DIRECTIONS
Write out the entries below exactly. End with the line that contains "(§7 policy column)".
----
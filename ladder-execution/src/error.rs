use thiserror::Error;

/// The adapter-facing error taxonomy of spec §7, restricted to the three shapes an
/// [`ExchangeAdapter`](crate::adapter::ExchangeAdapter) call can return (§4.1): success,
/// upstream error (temporary or permanent), or protocol error. `Auth` and `Unsupported` are
/// broken out of "upstream" because the engine reacts to them differently (§7 policy column)
/// even though a venue usually signals both via an ordinary HTTP response.
#[derive(Debug, Clone, Error)]
pub enum AdapterError {
    /// 429/5xx/timeout/nonce-skew: the engine skips this tick and retries next tick.
    #[error("upstream temporary error{}: {message}", code.as_deref().map(|c| format!(" [{c}]")).unwrap_or_default())]
    UpstreamTemporary {
        code: Option<String>,
        message: String,
    },

    /// Insufficient balance, below minimum, rejected order: the engine marks the rung
    /// `not-placed` and does not retry until reinit or config change.
    #[error("upstream permanent error{}: {message}", code.as_deref().map(|c| format!(" [{c}]")).unwrap_or_default())]
    UpstreamPermanent {
        code: Option<String>,
        message: String,
    },

    /// Malformed response / missing field: log and continue, never mutate state for that record.
    #[error("protocol error: {0}")]
    Protocol(String),

    /// Venue lacks the capability (see [`AdapterCapabilities`](crate::capabilities::AdapterCapabilities)).
    #[error("unsupported: {0}")]
    Unsupported(String),

    /// Bad API key / expired signature: the engine stops trading loops but keeps the
    /// dispatcher alive to surface the error.
    #[error("auth error: {0}")]
    Auth(String),

    /// Bad pair, negative amount, unknown purpose: returned before any call reaches the venue.
    #[error("validation error: {0}")]
    Validation(String),

    /// An order exists on the venue with no matching local record. Never cancelled silently;
    /// only surfaced so the `Reconciler` can record it.
    #[error("inconsistency: {0}")]
    Inconsistency(String),
}

impl AdapterError {
    /// `true` when the engine should retry on the next scheduled tick rather than treat the
    /// failure as final.
    pub fn is_temporary(&self) -> bool {
        matches!(self, AdapterError::UpstreamTemporary { .. })
    }

    pub fn upstream_temporary(message: impl Into<String>) -> Self {
        Self::UpstreamTemporary {
            code: None,
            message: message.into(),
        }
    }

    pub fn upstream_permanent(message: impl Into<String>) -> Self {
        Self::UpstreamPermanent {
            code: None,
            message: message.into(),
        }
    }
}
use crate::capabilities::AdapterCapabilities;
use crate::error::AdapterError;
use crate::models::{
    AssetBalance, BalancesSnapshot, CancelAllOutcome, CancelOutcome, DepositAddress, Fees,
    OrderBook, PlaceOrderAck, Ticker, VenueOrder,
};
use async_trait::async_trait;
use ladder_instrument::{Asset, Pair, PairSpec, Side};
use rust_decimal::Decimal;

/// A single venue presented as a uniform capability set. Every concrete adapter
/// (one per exchange dialect) implements this; the engine never branches on which venue it is
/// talking to, only on `capabilities()`.
#[async_trait]
pub trait ExchangeAdapter: Send + Sync {
    /// Which optional operations this venue supports, computed once at construction (spec §9
    /// redesign flag, replacing implicit per-call `features()` probing).
    fn capabilities(&self) -> AdapterCapabilities;

    /// A short, lowercase identifier for logs and the adapter registry.
    fn venue_name(&self) -> &str;

    async fn markets(&self) -> Result<Vec<(Pair, PairSpec)>, AdapterError>;

    async fn ticker(&self, pair: &Pair) -> Result<Ticker, AdapterError>;

    async fn order_book(&self, pair: &Pair, depth: u32) -> Result<OrderBook, AdapterError>;

    async fn balances(&self, nonzero_only: bool) -> Result<BalancesSnapshot, AdapterError>;

    /// `price` is `None` for market orders. Exactly one of `base_amount`/`quote_amount` is
    /// populated according to `capabilities()`.
    #[allow(clippy::too_many_arguments)]
    async fn place_order(
        &self,
        pair: &Pair,
        side: Side,
        order_type: ladder_instrument::OrderType,
        price: Option<Decimal>,
        base_amount: Option<Decimal>,
        quote_amount: Option<Decimal>,
    ) -> Result<PlaceOrderAck, AdapterError>;

    async fn cancel_order(
        &self,
        venue_id: &str,
        pair: &Pair,
        side: Option<Side>,
    ) -> Result<CancelOutcome, AdapterError>;

    async fn cancel_all(
        &self,
        pair: &Pair,
        side: Option<Side>,
    ) -> Result<CancelAllOutcome, AdapterError>;

    /// All currently-open orders for `pair`. The adapter is responsible for paginating to
    /// exhaustion internally ; the engine sees one finite, already-drained
    /// `Vec`.
    async fn open_orders(&self, pair: &Pair) -> Result<Vec<VenueOrder>, AdapterError>;

    async fn get_order(&self, venue_id: &str, pair: &Pair) -> Result<VenueOrder, AdapterError>;

    async fn deposit_address(&self, asset: &Asset) -> Result<Vec<DepositAddress>, AdapterError>;

    async fn fees(&self, pair: Option<&Pair>) -> Result<Fees, AdapterError>;
}

/// Read-only view an adapter exposes for a single asset balance, used by command handlers that
/// only need one figure rather than the whole snapshot.
pub fn free_balance(snapshot: &BalancesSnapshot, asset: &Asset) -> Decimal {
    snapshot
        .get(asset)
        .map(|balance: &AssetBalance| balance.free)
        .unwrap_or_default()
}
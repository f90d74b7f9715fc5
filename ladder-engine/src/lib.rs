#![forbid(unsafe_code)]
#![warn(rust_2018_idioms, missing_debug_implementations)]

//! # ladder-engine
//!
//! The trading engine core: [`store::InMemoryOrderStore`], [`collector::OrderCollector`],
//! [`reconciler::Reconciler`], [`ladder::LadderEngine`], [`dispatcher::CommandDispatcher`], the
//! [`rates::RatesOracle`] client contract, [`state::EngineState`], and the [`scheduler::Scheduler`]
//! that owns the four long-lived tasks of spec §5.

pub mod collector;
pub mod command_source;
pub mod dispatcher;
pub mod ladder;
pub mod notify;
pub mod order;
pub mod rates;
pub mod reconciler;
pub mod scheduler;
pub mod state;
pub mod store;

pub use collector::OrderCollector;
pub use command_source::{CommandFrame, CommandSource};
pub use dispatcher::{CommandDispatcher, CommandResult};
pub use ladder::{AmountCoin, LadderConfig, LadderEngine, MidOrigin, TradeParams};
pub use notify::{NotificationSink, NotifyLevel, SinkList};
pub use order::{LadderState, Order, OrderId, Purpose};
pub use rates::{RatesError, RatesOracle, StaticRatesOracle};
pub use reconciler::{ReconcileReport, Reconciler, UnknownOrder};
pub use scheduler::{Scheduler, SchedulerIntervals};
pub use state::{EngineState, PendingConfirmation};
pub use store::{InMemoryOrderStore, OrderFilter, PricePredicate, StoreError};
#![allow(dead_code)]

pub mod builders;
use std::path::{Path, PathBuf};

use tracing::info;

use crate::cli::config::OptionOverrides;
use crate::codegen::composer::{GeneratedSections, generate_full_code, generate_sections};
use crate::error::CodegenError;
use crate::model::request_model::GenerationRequest;
use crate::model::step_model::ElementData;
use crate::naming::element_name::derive_element_name;
use crate::naming::identifier::sanitize_test_function_name;

// ============================================================================
// generate subcommand
// ============================================================================

/// Generate code for a request file, printing it or writing it out.
///
/// `overrides` are already merged (CLI over config) and are applied on top
/// of the request's own options.
pub fn cmd_generate(
    request_path: &str,
    output: Option<&str>,
    output_dir: Option<&str>,
    overrides: OptionOverrides,
) -> anyhow::Result<()> {
    let mut request = load_request(request_path)?;
    overrides.apply(&mut request.options);
    info!(request = request_path, options = ?request.options, "generating code");

    if let Some(dir) = output_dir {
        let Some(sections) = generate_sections(&request) else {
            anyhow::bail!("request has no active test case");
        };
        let written = write_project(&sections, Path::new(dir))?;
        println!("Wrote {} files to {}/", written.len(), dir);
        return Ok(());
    }

    let code = generate_full_code(&request);
    match output {
        Some(path) => {
            std::fs::write(path, &code).map_err(|e| CodegenError::io(path, e))?;
            info!(path, bytes = code.len(), "wrote generated code");
        }
        None => println!("{}", code),
    }

    Ok(())
}

/// Load a generation request from JSON, or YAML for `.yaml` / `.yml` files.
pub fn load_request(path: &str) -> Result<GenerationRequest, CodegenError> {
    let content = std::fs::read_to_string(path).map_err(|e| CodegenError::io(path, e))?;
    parse_request(&content, is_yaml(Path::new(path)), path)
}

/// Parse request text. `context` names the source in error messages.
pub fn parse_request(content: &str, yaml: bool, context: &str) -> Result<GenerationRequest, CodegenError> {
    if yaml {
        serde_yaml::from_str(content).map_err(|source| CodegenError::YamlParse {
            context: context.to_string(),
            source,
        })
    } else {
        serde_json::from_str(content).map_err(|source| CodegenError::JsonParse {
            context: context.to_string(),
            source,
        })
    }
}

fn is_yaml(path: &Path) -> bool {
    path.extension().map_or(false, |e| e == "yaml" || e == "yml")
}

// ============================================================================
// Project layout output
// ============================================================================

/// Write the generated sections as a pytest project:
///
/// ```text
/// <dir>/pages/<page_module>.py   page object
/// <dir>/pages/base_page.py       support library
/// <dir>/tests/<test_function>.py test, importing the page object
/// ```
///
/// Returns the written paths in that order, skipping sections not generated.
pub fn write_project(sections: &GeneratedSections, dir: &Path) -> Result<Vec<PathBuf>, CodegenError> {
    let page_module = page_module_name(&sections.page_class);
    let mut written = Vec::new();

    if let Some(page_object) = &sections.page_object {
        let path = dir.join("pages").join(format!("{}.py", page_module));
        write_file(&path, &format!("{}\n", page_object))?;
        written.push(path);
    }

    if let Some(base_page) = sections.base_page {
        let path = dir.join("pages").join("base_page.py");
        write_file(&path, base_page)?;
        written.push(path);
    }

    if let Some(test) = &sections.test {
        let path = dir
            .join("tests")
            .join(format!("{}.py", sanitize_filename(&sections.test_function)));
        let content = format!(
            "import allure\n\nfrom pages.{} import {}\n\n\n{}\n",
            page_module, sections.page_class, test
        );
        write_file(&path, &content)?;
        written.push(path);
    }

    Ok(written)
}

fn write_file(path: &Path, content: &str) -> Result<(), CodegenError> {
    if let Some(parent) = path.parent() {
        std::fs::create_dir_all(parent).map_err(|e| CodegenError::io(parent, e))?;
    }
    std::fs::write(path, content).map_err(|e| CodegenError::io(path, e))?;
    info!(path = %path.display(), "wrote file");
    Ok(())
}

// ============================================================================
// name subcommand
// ============================================================================

/// Derive the element name for JSON element data, or the test function
/// name for a scenario title.
pub fn cmd_name(element: Option<&str>, scenario: Option<&str>) -> anyhow::Result<String> {
    match (element, scenario) {
        (Some(json), _) => {
            let data: Option<ElementData> =
                serde_json::from_str(json).map_err(|source| CodegenError::JsonParse {
                    context: "--element".to_string(),
                    source,
                })?;
            Ok(derive_element_name(data.as_ref()))
        }
        (None, Some(name)) => Ok(sanitize_test_function_name(name)),
        (None, None) => anyhow::bail!("either --element or --scenario is required"),
    }
}

// ============================================================================
// Helpers
// ============================================================================

/// Python module name for a page class: `LoginPage` -> `login_page`.
pub fn page_module_name(page_class: &str) -> String {
    let mut out = String::with_capacity(page_class.len() + 4);
    let mut prev_lower = false;
    for c in page_class.chars() {
        if c.is_uppercase() {
            if prev_lower {
                out.push('_');
            }
            out.extend(c.to_lowercase());
            prev_lower = false;
        } else {
            out.push(c);
            prev_lower = c.is_lowercase() || c.is_ascii_digit();
        }
    }
    sanitize_filename(&out)
}

/// Sanitize a name into a safe filename.
pub fn sanitize_filename(name: &str) -> String {
    name.chars()
        .map(|c| {
            if c.is_alphanumeric() || c == '-' || c == '_' {
                c
            } else {
                '_'
            }
        })
        .collect::<String>()
        .to_lowercase()
}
----
TASK RESPONSE
filename ladder-execution/src/error.rs
use thiserror::Error;

/// The adapter-facing error taxonomy of spec §7, restricted to the three shapes an
/// [`ExchangeAdapter`](crate::adapter::ExchangeAdapter) call can return (§4.1): success,
/// upstream error (temporary or permanent), or protocol error. `Auth` and `Unsupported` are
/// broken out of "upstream" because the engine reacts to them differently (§7 policy column)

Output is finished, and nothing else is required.